Yo hi ho,
I've got another round of baby fish! 10+ black ones this time. I
doubt all 10 will decide to hang around (only 1 from my previous batch
did), but if they do, I'm gonna have to break out my fishing pole and
have a fish fry.
Speaking of cooking things, did you know you can bake an artichoke? My
friend Helen taught me that one. We will finally get a chance to met
each other in 3 weeks, after having corresponded via email for 6 months.
She will be flying here from NH for a 4 day weekend to find an
apartment. She moves here in July for a 13 month fellowship at the
clinic.
Speaking of fellowships, one of my IBM groups finished one of our
challenging chips a few weeks ago, so to celebrate, 20 of us drove up to
the cities this week and went to a Nascar simulator. I'm not a Nascar
fan, but it was fun to jump into pretty realistic full sized cars and
bump each other around on the track.
Speaking of cars, Zach got promoted to assistant manager yesterday!
More hours, more money, more happiness.
Speaking of happiness, my study is now happy. Last weekend it ran out
of shelf space, and the study is nothing but shelf space. So it
triggered a spring cleaning event. Worked all weekend on it and it is
now ready to house the library of congress. This weekend I did the same
to the shop, so it is now ready to take on Menards. Next weekend I'm
targeting the garage.
Speaking of garage, that first picture is of a pack of vulgar roof
dwellers on the roof attached to my garage, known as my house roof.
Zach is about to launch my 35 lb barbell past my deck, 30+ feet down to
my poor back yard lawn. The 2nd photo is Mike and Lee trying to extract
the weight from my lawn. This took a while, as it was fully embedded.
The dull thud of a 35 lb weight in bunker busting mode is fun, but not
loud. And roof dwellers like loud, so they found a dead Subaru hood in
the garage surplus yard (the one going bye bye next weekend) and placed
it strategically in the weight landing zone (3rd pic). It was loud.
Speaking of loud, that was my reaction when a rainstorm once again
eroded out a big hole at the end of my deck. Every year for the last 20
years, the spring rain from my big roof comes down and rather than going
down the hill like it should, those scheming rain drops manage to unite
and redirect their efforts into washing out a hole behind my retaining
wall (4th pic). So every year, my trusty wheelbarrow and I gather up
all that washed out dirt and push it back up the hill and back into the
hole. Packing it down harder every year with the confidence that this
year it will be un-erodible. But this year, as I was talking to the
same dirt that I have moved every year for 20 years (we have a bond,
that dirt and I), I got this crazy idea that maybe I should try
redirecting the roof runoff better. So I redirected the gutter. Took
all of about an hour. So next year, there will be NO MORE HOLES!

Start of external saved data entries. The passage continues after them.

//! Drawing a laid-out row as styled runs.

use ratatui::style::{Modifier, Style};

use crate::pager::escape::{ansi_color, AnsiAttr, Markers};
use crate::pager::layout::{Glyph, Overstrike, Units};
use crate::pager::line::{ContentType, LineRecord};
use crate::pager::quote::QuoteTree;
use crate::theme::Theme;

/// Consecutive characters drawn in one style.
#[derive(Debug, Clone, PartialEq, Eq)]
pub struct StyledRun {
    /// Column the run starts at.
    pub col: usize,
    pub text: String,
    pub style: Style,
}

/// Per-character style resolution for one row.
pub struct RowStyle<'a> {
    pub theme: &'a Theme,
    /// Record of the logical line the row belongs to.
    pub record: &'a LineRecord,
    pub quotes: &'a QuoteTree,
    pub show_color: bool,
    /// Search hits are highlighted.
    pub search_active: bool,
    /// Display position of the row's first character within its line.
    pub display_base: usize,
}

impl RowStyle<'_> {
    /// Style of the line before highlights, also used to fill the row.
    pub fn default_style(&self) -> Style {
        let record = self.record;
        match record.content_type {
            ContentType::MessageLog => record.line_style.unwrap_or(self.theme.normal),
            _ if !self.show_color => self.theme.normal,
            ContentType::Header => record.line_style.unwrap_or(self.theme.header),
            other => self.theme.style_for(other),
        }
    }

    /// Style of the character at display position `pos` of the row.
    pub fn resolve(&self, pos: usize, overstrike: Overstrike, ansi: &AnsiAttr) -> Style {
        let pos = self.display_base + pos;
        let record = self.record;
        let mut style = self.default_style();

        if self.show_color && record.content_type == ContentType::Quoted {
            if let Some(q) = record.quote {
                style = self.theme.quote_style(self.quotes.color_index_at(q, pos));
            }
        }
        if self.show_color {
            if let Some(range) = record.styled.iter().find(|r| r.contains(pos)) {
                style = range.style;
            }
        }
        let mut search = false;
        if self.search_active
            && record
                .search
                .as_ref()
                .is_some_and(|hits| hits.iter().any(|h| h.contains(pos)))
        {
            style = self.theme.search;
            search = true;
        }

        if !overstrike.any() && ansi.is_plain() {
            return style;
        }
        if ansi.has_color() {
            style = Style::default();
            if let Some(fg) = ansi.fg {
                style = style.fg(ansi_color(fg));
            }
            if let Some(bg) = ansi.bg {
                style = style.bg(ansi_color(bg));
            }
            if ansi.bold {
                style = style.add_modifier(Modifier::BOLD);
            }
        } else if overstrike.bold || ansi.bold {
            style = match self.theme.bold {
                Some(bold) if !search => bold,
                _ => toggle(style, Modifier::BOLD),
            };
        }
        if overstrike.underline || ansi.underline {
            style = match self.theme.underline {
                Some(underline) if !search => underline,
                _ => toggle(style, Modifier::UNDERLINED),
            };
        } else if ansi.reverse {
            style = toggle(style, Modifier::REVERSED);
        } else if ansi.blink {
            style = toggle(style, Modifier::SLOW_BLINK);
        }
        style
    }
}

fn toggle(style: Style, modifier: Modifier) -> Style {
    if style.add_modifier.contains(modifier) {
        style.remove_modifier(modifier)
    } else {
        style.add_modifier(modifier)
    }
}

fn push_run(runs: &mut Vec<StyledRun>, col: usize, text: &str, style: Style) {
    match runs.last_mut() {
        Some(last) if last.style == style => last.text.push_str(text),
        _ => runs.push(StyledRun {
            col,
            text: text.to_string(),
            style,
        }),
    }
}

/// Draw the first `draw_len` raw bytes of `buf` starting at column `start_col`.
///
/// Returns the runs and the column reached.
pub fn render_row(
    buf: &[u8],
    draw_len: usize,
    start_col: usize,
    markers: &Markers,
    allow_ansi: bool,
    row_style: &RowStyle<'_>,
) -> (Vec<StyledRun>, usize) {
    let mut runs = Vec::new();
    let mut col = start_col;
    let mut scratch = [0u8; 4];

    for unit in Units::new(buf, markers, allow_ansi) {
        if unit.raw_start >= draw_len || unit.glyph == Glyph::LineEnd {
            break;
        }
        let style = row_style.resolve(unit.display_pos, unit.overstrike, &unit.ansi);
        let next_col = unit.glyph.advance(col);
        match unit.glyph {
            Glyph::Text(c, _) => push_run(&mut runs, col, c.encode_utf8(&mut scratch), style),
            Glyph::Tab => push_run(&mut runs, col, &" ".repeat(next_col - col), style),
            Glyph::Control(c) => {
                let shown = char::from((b'@'.wrapping_add(c as u8)) & 0x7f);
                push_run(&mut runs, col, &format!("^{shown}"), style);
            }
            Glyph::Octal(v) => push_run(&mut runs, col, &format!("\\{v:03o}"), style),
            Glyph::Replacement => push_run(&mut runs, col, "?", style),
            Glyph::LineEnd => {}
        }
        col = next_col;
    }
    (runs, col)
}

#[cfg(test)]
mod tests {
    use super::*;
    use crate::pager::line::{SearchRange, StyleRange};
    use ratatui::style::Color;

    fn record(content_type: ContentType) -> LineRecord {
        let mut r = LineRecord::new(0);
        r.content_type = content_type;
        r
    }

    fn style<'a>(theme: &'a Theme, record: &'a LineRecord, quotes: &'a QuoteTree) -> RowStyle<'a> {
        RowStyle {
            theme,
            record,
            quotes,
            show_color: true,
            search_active: true,
            display_base: 0,
        }
    }

    fn text(runs: &[StyledRun]) -> String {
        runs.iter().map(|r| r.text.as_str()).collect()
    }

    #[test]
    fn test_plain_row_is_one_run() {
        let theme = Theme::dark();
        let quotes = QuoteTree::new(4);
        let rec = record(ContentType::Normal);
        let m = Markers::with_nonce(1);
        let (runs, col) = render_row(b"hello\n", 5, 0, &m, false, &style(&theme, &rec, &quotes));
        assert_eq!(runs.len(), 1);
        assert_eq!(runs[0].text, "hello");
        assert_eq!(runs[0].style, theme.normal);
        assert_eq!(col, 5);
    }

    #[test]
    fn test_escapes_render_visibly() {
        let theme = Theme::dark();
        let quotes = QuoteTree::new(4);
        let rec = record(ContentType::Normal);
        let m = Markers::with_nonce(1);
        let (runs, col) = render_row(b"a\x01\tb\xff\x7f", 6, 0, &m, false, &style(&theme, &rec, &quotes));
        assert_eq!(text(&runs), "a^A     b\\377^?");
        assert_eq!(col, 15);
    }

    #[test]
    fn test_search_overrides_styled_range() {
        let theme = Theme::dark();
        let quotes = QuoteTree::new(4);
        let red = Style::default().fg(Color::Red);
        let mut rec = record(ContentType::Normal);
        rec.styled = vec![StyleRange { start: 0, end: 4, style: red }];
        rec.search = Some(vec![SearchRange { start: 2, end: 3 }]);
        let rs = style(&theme, &rec, &quotes);
        assert_eq!(rs.resolve(0, Overstrike::default(), &AnsiAttr::default()), red);
        assert_eq!(rs.resolve(2, Overstrike::default(), &AnsiAttr::default()), theme.search);
        assert_eq!(rs.resolve(5, Overstrike::default(), &AnsiAttr::default()), theme.normal);
    }

    #[test]
    fn test_search_inactive_keeps_colors() {
        let theme = Theme::dark();
        let quotes = QuoteTree::new(4);
        let mut rec = record(ContentType::Normal);
        rec.search = Some(vec![SearchRange { start: 0, end: 3 }]);
        let mut rs = style(&theme, &rec, &quotes);
        rs.search_active = false;
        assert_eq!(rs.resolve(1, Overstrike::default(), &AnsiAttr::default()), theme.normal);
    }

    #[test]
    fn test_continuation_rows_offset_ranges() {
        let theme = Theme::dark();
        let quotes = QuoteTree::new(4);
        let mut rec = record(ContentType::Normal);
        rec.search = Some(vec![SearchRange { start: 10, end: 12 }]);
        let mut rs = style(&theme, &rec, &quotes);
        rs.display_base = 10;
        assert_eq!(rs.resolve(0, Overstrike::default(), &AnsiAttr::default()), theme.search);
    }

    #[test]
    fn test_quoted_prefix_takes_outer_color() {
        let theme = Theme::dark();
        let mut quotes = QuoteTree::new(4);
        let _outer = quotes.classify(b">");
        let inner = quotes.classify(b">>");
        let mut rec = record(ContentType::Quoted);
        rec.quote = Some(inner);
        let rs = style(&theme, &rec, &quotes);
        let none = Overstrike::default();
        let plain = AnsiAttr::default();
        assert_eq!(rs.resolve(0, none, &plain), theme.quote_style(0));
        assert_eq!(rs.resolve(1, none, &plain), theme.quote_style(1));
        assert_eq!(rs.resolve(4, none, &plain), theme.quote_style(1));
    }

    #[test]
    fn test_overstrike_bold_toggles_modifier() {
        let theme = Theme::dark();
        let quotes = QuoteTree::new(4);
        let rec = record(ContentType::Normal);
        let rs = style(&theme, &rec, &quotes);
        let bold = Overstrike {
            bold: true,
            underline: false,
        };
        let s = rs.resolve(0, bold, &AnsiAttr::default());
        assert!(s.add_modifier.contains(Modifier::BOLD));
    }

    #[test]
    fn test_theme_bold_replaces_style() {
        let special = Style::default().fg(Color::Magenta);
        let theme = Theme {
            bold: Some(special),
            ..Theme::dark()
        };
        let quotes = QuoteTree::new(4);
        let rec = record(ContentType::Normal);
        let rs = style(&theme, &rec, &quotes);
        let ansi = AnsiAttr {
            bold: true,
            ..AnsiAttr::default()
        };
        assert_eq!(rs.resolve(0, Overstrike::default(), &ansi), special);
    }

    #[test]
    fn test_ansi_color_overrides() {
        let theme = Theme::dark();
        let quotes = QuoteTree::new(4);
        let rec = record(ContentType::Normal);
        let m = Markers::with_nonce(1);
        let raw = b"\x1b[31mred\x1b[0m plain\n";
        let (runs, _) = render_row(raw, raw.len() - 1, 0, &m, true, &style(&theme, &rec, &quotes));
        assert_eq!(runs[0].text, "red");
        assert_eq!(runs[0].style.fg, Some(Color::Red));
        assert_eq!(runs[1].text, " plain");
        assert_eq!(runs[1].style, theme.normal);
    }

    #[test]
    fn test_ansi_ignored_when_not_allowed() {
        let theme = Theme::dark();
        let quotes = QuoteTree::new(4);
        let rec = record(ContentType::Normal);
        let m = Markers::with_nonce(1);
        let raw = b"\x1b[31mred\x1b[0m\n";
        let (runs, _) = render_row(raw, raw.len() - 1, 0, &m, false, &style(&theme, &rec, &quotes));
        assert_eq!(runs.len(), 1);
        assert_eq!(runs[0].text, "red");
    }

    #[test]
    fn test_log_lines_use_level_style() {
        let theme = Theme::dark();
        let quotes = QuoteTree::new(4);
        let mut rec = record(ContentType::MessageLog);
        rec.line_style = Some(theme.error);
        let mut rs = style(&theme, &rec, &quotes);
        rs.show_color = false;
        assert_eq!(rs.default_style(), theme.error);
    }

    #[test]
    fn test_no_color_uses_normal() {
        let theme = Theme::dark();
        let quotes = QuoteTree::new(4);
        let rec = record(ContentType::Signature);
        let mut rs = style(&theme, &rec, &quotes);
        rs.show_color = false;
        assert_eq!(rs.default_style(), theme.normal);
    }
}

Speaking of holes, our neighborhood is infested with 1 billion hole
making rabbits. Nobody is too fond of them, as exemplified by the
native blow dart bush hunter in that last photo. Now these rabbits are
extremely fast (faster than even Jessy's lightning fast Rat terrier Mia)
and they are very wary of us human types, so normally all we see is
fuzzy blurs. So I was not too concerned about Zach trying out his blow
dart on one. But Zach is really good with that thing! He is now short
a couple of darts, and some bunny is now sporting a couple of bright red
plastic feathers. Probably will become something of a style fad in
bunny circles and I'll wake up some morning with a long line of bunnies
outside my door willing to buy some darts with their little bunny monies.
Speaking of long line of bunnies, this letter has gone on long enough.